After the Montgomery bus boycotts in 1955 and the litigation that followed, Mr. Gray participated in several other important civil rights cases. One case was Gomillion v. Lightfoot, 364 U.S. 339, 81 S. Ct. 125, 5 L. Ed. 2d 110 (1960), where Mr. Gray and Mr. Carter represented African American citizens of Tuskegee, Alabama who opposed an Alabama gerrymandering statute that would have allowed the municipal government of Tuskegee to alter the shape of the city from a square figure to a 28-sided figure, as seen below.
Arguing on behalf of the Tuskegee residents, Mr. Gray argued this constituted a discrimination against them in violation of the due process and equal protection clauses of the 14th Amendment, and denied them the right to vote in defiance of the 15th Amendment of the United States Constitution. In response, the city argued the residents failed to state a claim upon which relief could be granted. The federal District Court for the Middle District of Alabama agreed with the city, as did the Fifth Circuit Court of Appeals.
However, the United States Supreme Court reversed. The Court reasoned as follows:
It is inconceivable that guaranties embedded in the Constitution of the United States may ... be manipulated out of existence [by cloaking legislation that impaired the right to vote in the garb of the realignment of political subdivisions].
. . .
[States] are not insulated from federal judicial review ... when state power is used as an instrument for circumventing a federally protected right. This principle has had many applications. It has long been recognized in cases which have prohibited a State from exploiting a power acknowledged to be absolute in an isolated context to justify the imposition of an unconstitutional condition. What the Court has said in those cases is equally applicable here, ... that Acts [passed by a state legislature that are] generally lawful may become unlawful when done to accomplish an unlawful end, and a constitutional power cannot be used by way of condition to attain an unconstitutional result. The [Tuskegee citizens] are entitled to prove their allegations at trial.

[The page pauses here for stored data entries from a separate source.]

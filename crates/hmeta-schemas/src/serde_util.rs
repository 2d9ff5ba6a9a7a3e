use serde::{Deserialize, Deserializer};

/// `deserialize_with` helper: an explicit JSON `null` decodes as
/// `T::default()`. Pair with `#[serde(default)]` to cover missing keys too.
pub fn null_as_default<'de, D, T>(deserializer: D) -> Result<T, D::Error>
where
    D: Deserializer<'de>,
    T: Default + Deserialize<'de>,
{
    Ok(Option::<T>::deserialize(deserializer)?.unwrap_or_default())
}
//! Declared-table catalogs.
//!
//! A catalog is a YAML (or JSON) document with a top-level `tables` list of
//! [`DeclaredTable`] entries, in the order they should be tracked:
//!
//! ```yaml
//! tables:
//!   - table: { schema: storage, name: buckets }
//!     configuration:
//!       custom_name: buckets
//!       custom_column_names: { created_at: createdAt }
//!     array_relationships:
//!       - name: files
//!         using:
//!           foreign_key_constraint_on:
//!             table: { schema: storage, name: files }
//!             columns: [bucket_id]
//! ```

use std::fs;
use std::path::Path;

use anyhow::{bail, Context, Result};
use hmeta_schemas::DeclaredTable;
use serde::Deserialize;

#[derive(Debug, Clone, Copy, PartialEq, Eq)]
pub enum CatalogFormat {
    Yaml,
    Json,
}

impl CatalogFormat {
    /// `.json` is JSON; everything else is read as YAML.
    pub fn from_path(path: &Path) -> Self {
        match path.extension().and_then(|e| e.to_str()) {
            Some(ext) if ext.eq_ignore_ascii_case("json") => CatalogFormat::Json,
            _ => CatalogFormat::Yaml,
        }
    }
}

#[derive(Deserialize)]
struct CatalogFile {
    #[serde(default)]
    tables: Vec<DeclaredTable>,
}

/// Parse a catalog document. Entries without a `source` get `default_source`.
pub fn parse_declared_tables(
    raw: &str,
    format: CatalogFormat,
    default_source: &str,
) -> Result<Vec<DeclaredTable>> {
    let file: CatalogFile = match format {
        CatalogFormat::Yaml => serde_yaml::from_str(raw).context("parse catalog yaml")?,
        CatalogFormat::Json => serde_json::from_str(raw).context("parse catalog json")?,
    };

    let mut tables = file.tables;
    for (idx, t) in tables.iter_mut().enumerate() {
        if t.table.schema.trim().is_empty() || t.table.name.trim().is_empty() {
            bail!("catalog entry {idx} has an empty table schema or name");
        }
        if t.source.trim().is_empty() {
            t.source = default_source.to_string();
        }
    }

    Ok(tables)
}

/// Read and parse a catalog file.
pub fn load_declared_tables(path: &Path, default_source: &str) -> Result<Vec<DeclaredTable>> {
    let raw = fs::read_to_string(path)
        .with_context(|| format!("read catalog: {}", path.display()))?;
    parse_declared_tables(&raw, CatalogFormat::from_path(path), default_source)
        .with_context(|| format!("load catalog: {}", path.display()))
}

Gomillion, 364 U.S. at 345-48, 81 S. Ct. at 129-30, 5 L. Ed. 2d at 115-17.
In another of Mr. Gray's cases, the Attorney General for Alabama obtained an ex parte restraining order in 1956 barring the NAACP from conducting any business within the state. The NAACP, represented by Mr. Gray and Mr. Carter, sought to enjoin enforcement of the order. See NAACP v. Alabama, 377 U.S. 288, 84 S. Ct. 1302, 12 L. Ed. 2d 325 (1964). The case went up to the U.S. Supreme Court in 1958, 1959, and 1961. Five years after the restraining order was issued, a state court found the NAACP had violated the order and other state laws, which was upheld by the Alabama Supreme Court, because they found one assignment of error without merit, and refused to consider the remaining assignments of error.
On June 1, 1964, the United States Supreme Court held "[n]ovelty in procedural requirements cannot be permitted to thwart review in this Court applied for by those who, in justified reliance upon prior decisions, seek vindication in state courts of their federal constitutional rights." Id. at 301, 84 S. Ct. at 1311, 12 L. Ed. 2d at 335. The Court proceeded to the merits of the case, and decided it by stating as follows:
It is beyond debate that freedom to engage in association for the advancement of beliefs and ideas is an inseparable aspect of the 'liberty' assured by the Due Process Clause of the Fourteenth Amendment, which embraces freedom of speech.

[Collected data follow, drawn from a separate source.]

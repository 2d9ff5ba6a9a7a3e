//! Declared-table catalogs shared by scenario tests.
//!
//! [`storage_catalog`] is a realistic three-table catalog (buckets, files,
//! virus) with both relationship kinds; the smaller helpers build single
//! tables with exactly the pieces a scenario needs.

use hmeta_schemas::{
    ArrayRelationship, Configuration, CustomRootFields, DeclaredTable, ForeignKeyColumns,
    ObjectRelationship, Table,
};
use serde_json::{json, Value};

pub const SOURCE: &str = "default";

pub fn buckets() -> Table {
    Table::new("storage", "buckets")
}

pub fn files() -> Table {
    Table::new("storage", "files")
}

pub fn virus() -> Table {
    Table::new("storage", "virus")
}

fn columns(config: Configuration, pairs: &[(&str, &str)]) -> Configuration {
    pairs
        .iter()
        .fold(config, |cfg, (column, exposed)| cfg.with_column(*column, *exposed))
}

/// buckets -> files (array), files -> bucket (object), virus -> file (object).
pub fn storage_catalog(source: &str) -> Vec<DeclaredTable> {
    let buckets = DeclaredTable::new(source, buckets())
        .with_configuration(columns(
            Configuration::default()
                .with_custom_name("buckets")
                .with_root_fields(CustomRootFields::conventional("bucket", "buckets")),
            &[
                ("id", "id"),
                ("created_at", "createdAt"),
                ("updated_at", "updatedAt"),
                ("download_expiration", "downloadExpiration"),
                ("min_upload_file_size", "minUploadFileSize"),
                ("max_upload_file_size", "maxUploadFileSize"),
                ("cache_control", "cacheControl"),
                ("presigned_urls_enabled", "presignedUrlsEnabled"),
            ],
        ))
        .with_array_relationship(ArrayRelationship::new("files", files(), ["bucket_id"]));

    let files = DeclaredTable::new(source, files())
        .with_configuration(columns(
            Configuration::default()
                .with_custom_name("files")
                .with_root_fields(CustomRootFields::conventional("file", "files")),
            &[
                ("id", "id"),
                ("created_at", "createdAt"),
                ("updated_at", "updatedAt"),
                ("bucket_id", "bucketId"),
                ("name", "name"),
                ("size", "size"),
                ("mime_type", "mimeType"),
                ("etag", "etag"),
                ("is_uploaded", "isUploaded"),
                ("uploaded_by_user_id", "uploadedByUserId"),
                ("metadata", "metadata"),
            ],
        ))
        .with_object_relationship(ObjectRelationship::new(
            "bucket",
            ForeignKeyColumns::single("bucket_id"),
        ));

    let virus = DeclaredTable::new(source, virus())
        .with_configuration(columns(
            Configuration::default()
                .with_custom_name("virus")
                .with_root_fields(CustomRootFields::conventional("virus", "viruses")),
            &[
                ("id", "id"),
                ("created_at", "createdAt"),
                ("updated_at", "updatedAt"),
                ("file_id", "fileId"),
                ("filename", "filename"),
                ("virus", "virus"),
                ("user_session", "userSession"),
            ],
        ))
        .with_object_relationship(ObjectRelationship::new(
            "file",
            ForeignKeyColumns::single("file_id"),
        ));

    vec![buckets, files, virus]
}

/// A table with only a custom name and no relationships.
pub fn plain_table(schema: &str, name: &str) -> DeclaredTable {
    DeclaredTable::new(SOURCE, Table::new(schema, name))
        .with_configuration(Configuration::default().with_custom_name(name))
}

/// Raw export entry for an object relationship on a single column.
pub fn raw_object_relationship(name: &str, column: &str) -> Value {
    json!({"name": name, "using": {"foreign_key_constraint_on": column}})
}

/// Raw export entry for an array relationship.
pub fn raw_array_relationship(name: &str, remote: &Table, column: &str) -> Value {
    json!({
        "name": name,
        "using": {"foreign_key_constraint_on": {"table": remote, "columns": [column]}}
    })
}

This Court has repeatedly held that a governmental purpose to control or prevent activities constitutionally subject to state regulation may not be achieved by means which sweep unnecessarily broadly and thereby invade the area of protected freedoms. The power to regulate must be so exercised as not, in attaining a permissible end, unduly to infringe the protected freedom. Even though the governmental purpose be legitimate and substantial, that purpose cannot be pursued by means that broadly stifle fundamental personal liberties when the end can be more narrowly achieved. ... This principle is applicable here even though the ouster of the petitioner from Alabama has been accomplished solely by judicial act; whether legislative or judicial, it is still the application of state power which we are asked to scrutinize.
In the first proceedings in this case, we held that the compelled disclosure of the names of the petitioner's members would entail the likelihood of a substantial restraint upon the exercise by petitioner's members of their right to freedom of association. It is obvious that the complete suppression of the Association's activities in Alabama which was accomplished by the order below is an even more serious abridgment of that right. The allegations of illegal conduct contained in the third charge against the petitioner suggest no legitimate governmental objective which requires such restraint.
. . .
This case, in truth, involves not the privilege of a corporation to do business in a State, but rather the freedom of individuals to associate for the collective advocacy of ideas. Freedoms such as this are protected not only against heavyhanded frontal attack, but also from being stifled by more subtle governmental interference.
Id. at 307-10, 84 S. Ct. at 1314-15, 12 L. Ed. 2d at 338-40 (citations omitted).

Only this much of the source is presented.